No matter what you decide to build next, it will be important to get some hands-on, in the room guidance from an experienced builder. The finest precarved, pre-inletted kit still requires considerable skills and the right tools, expertly sharpened, etc. From here we cannot tell how your chisels are cutting, whether you're using a rasp the right way, whether the motions you use to shape a stock are optimal for achieving the desired result. Hands on, pointing, demonstrating, watching, correcting guidance can get anyone to a higher level much faster than advice online.

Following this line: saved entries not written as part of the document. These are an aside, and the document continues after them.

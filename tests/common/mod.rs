//! Shared test fixtures: a deterministic stub model and image generators.
#![allow(dead_code)]

use ndarray::Array2;
use pix_classify::core::{ClassifyError, ClassifyResult, ScoreModel, Tensor2D, Tensor4D};
use pix_classify::domain::ClassCatalog;
use pix_classify::pipeline::{ClassifierAdapter, ImageClassifier, ImageNormalizer};
use std::io::Cursor;
use std::sync::atomic::{AtomicUsize, Ordering};
use std::sync::Arc;

/// A model that returns a fixed score vector for every input.
pub struct StubModel {
    scores: Vec<f32>,
}

impl StubModel {
    pub fn new(scores: Vec<f32>) -> Self {
        Self { scores }
    }

    /// A 1000-class score vector with a unique maximum at class 42.
    pub fn imagenet_like() -> Self {
        let mut scores: Vec<f32> = (0..1000).map(|i| ((i * 37) % 500) as f32 / 100.0).collect();
        scores[42] = 10.0;
        Self::new(scores)
    }

    /// The fixed score vector this stub answers with.
    pub fn into_scores(self) -> Vec<f32> {
        self.scores
    }
}

impl ScoreModel for StubModel {
    fn expected_input(&self) -> [usize; 4] {
        [1, 3, 224, 224]
    }

    fn num_classes(&self) -> usize {
        self.scores.len()
    }

    fn infer(&self, _tensor: &Tensor4D) -> ClassifyResult<Tensor2D> {
        Ok(Array2::from_shape_vec((1, self.scores.len()), self.scores.clone())
            .expect("stub scores form a valid row"))
    }
}

/// A model whose output violates the two-dimensional score contract, the way
/// a mis-exported ONNX graph would.
pub struct MalformedOutputModel;

impl ScoreModel for MalformedOutputModel {
    fn expected_input(&self) -> [usize; 4] {
        [1, 3, 224, 224]
    }

    fn num_classes(&self) -> usize {
        1000
    }

    fn infer(&self, _tensor: &Tensor4D) -> ClassifyResult<Tensor2D> {
        Err(ClassifyError::model_output(
            "model 'stub': expected 2D output tensor, got 3D with shape [1, 1, 1000]",
        ))
    }
}

/// Builds an adapter backed by a stub, counting how many times the loader ran.
pub fn stub_adapter(scores: Vec<f32>) -> (ClassifierAdapter, Arc<AtomicUsize>) {
    let load_count = Arc::new(AtomicUsize::new(0));
    let counter = load_count.clone();
    let num_classes = scores.len();
    let catalog = Arc::new(ClassCatalog::from_labels(
        (0..num_classes).map(|i| format!("label {i}")).collect(),
    ));
    let adapter = ClassifierAdapter::with_loader(
        Box::new(move || {
            counter.fetch_add(1, Ordering::SeqCst);
            Ok(Arc::new(StubModel::new(scores.clone())) as Arc<dyn ScoreModel>)
        }),
        catalog,
    );
    (adapter, load_count)
}

/// Builds a full pipeline over a 1000-class stub model.
pub fn stub_classifier() -> ImageClassifier {
    let (adapter, _) = stub_adapter(StubModel::imagenet_like().into_scores());
    ImageClassifier::new(ImageNormalizer::default(), adapter)
}

/// Builds a full pipeline whose model breaks the output contract on every call.
pub fn malformed_output_classifier() -> ImageClassifier {
    let catalog = Arc::new(ClassCatalog::from_labels(
        (0..1000).map(|i| format!("label {i}")).collect(),
    ));
    let adapter = ClassifierAdapter::with_loader(
        Box::new(|| Ok(Arc::new(MalformedOutputModel) as Arc<dyn ScoreModel>)),
        catalog,
    );
    ImageClassifier::new(ImageNormalizer::default(), adapter)
}

/// Encodes a solid-red RGB image as JPEG bytes.
pub fn red_jpeg(width: u32, height: u32) -> Vec<u8> {
    let img = image::DynamicImage::ImageRgb8(image::RgbImage::from_pixel(
        width,
        height,
        image::Rgb([255, 0, 0]),
    ));
    encode(img, image::ImageFormat::Jpeg)
}

/// Encodes a semi-transparent RGBA image as PNG bytes.
pub fn translucent_png(width: u32, height: u32) -> Vec<u8> {
    let img = image::DynamicImage::ImageRgba8(image::RgbaImage::from_pixel(
        width,
        height,
        image::Rgba([255, 0, 0, 128]),
    ));
    encode(img, image::ImageFormat::Png)
}

fn encode(img: image::DynamicImage, format: image::ImageFormat) -> Vec<u8> {
    let mut buf = Cursor::new(Vec::new());
    img.write_to(&mut buf, format).expect("in-memory encode");
    buf.into_inner()
}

It doesn't matter how much you spend, a fine kit is no guarantee. Enough wood is purposely left to make for a clubby gun if the builder does not understand shaping and architecture. I often see lock panels on a kit assembled by an inexperienced maker left exactly as they came from the supplier, for example, when it is clear the precarve lock panels were left oversize deliberately to allow the maker to vary the lock panels considerably. But the supplier never intended the panel be left as supplied. So a fine kit still requires a good eye and a design plan. It's a big mistake to think someone can learn to build longrifles exclusively with online advice and books and DVDs as their instructors. Yes, a functional gun can be made that way. Even when a plain approach is taken (no carving, no engraving, maybe even no moldings) the same $800 plus kit can be turned into a $350 rifle or a $1800 rifle depending on how it is made. Every builder gets better with time and experience. Most of the time that experience is seasoned with some measure of failure and disappointment resulting from going ahead without hands-on instruction and feedback, and not honing skills till they are excellent before diving in.
Folks know they cannot play a saxophone w/o practicing and without a teacher. The same is true of building a longrifle. The fella who picks up the sax can make sounds but not music in the beginning.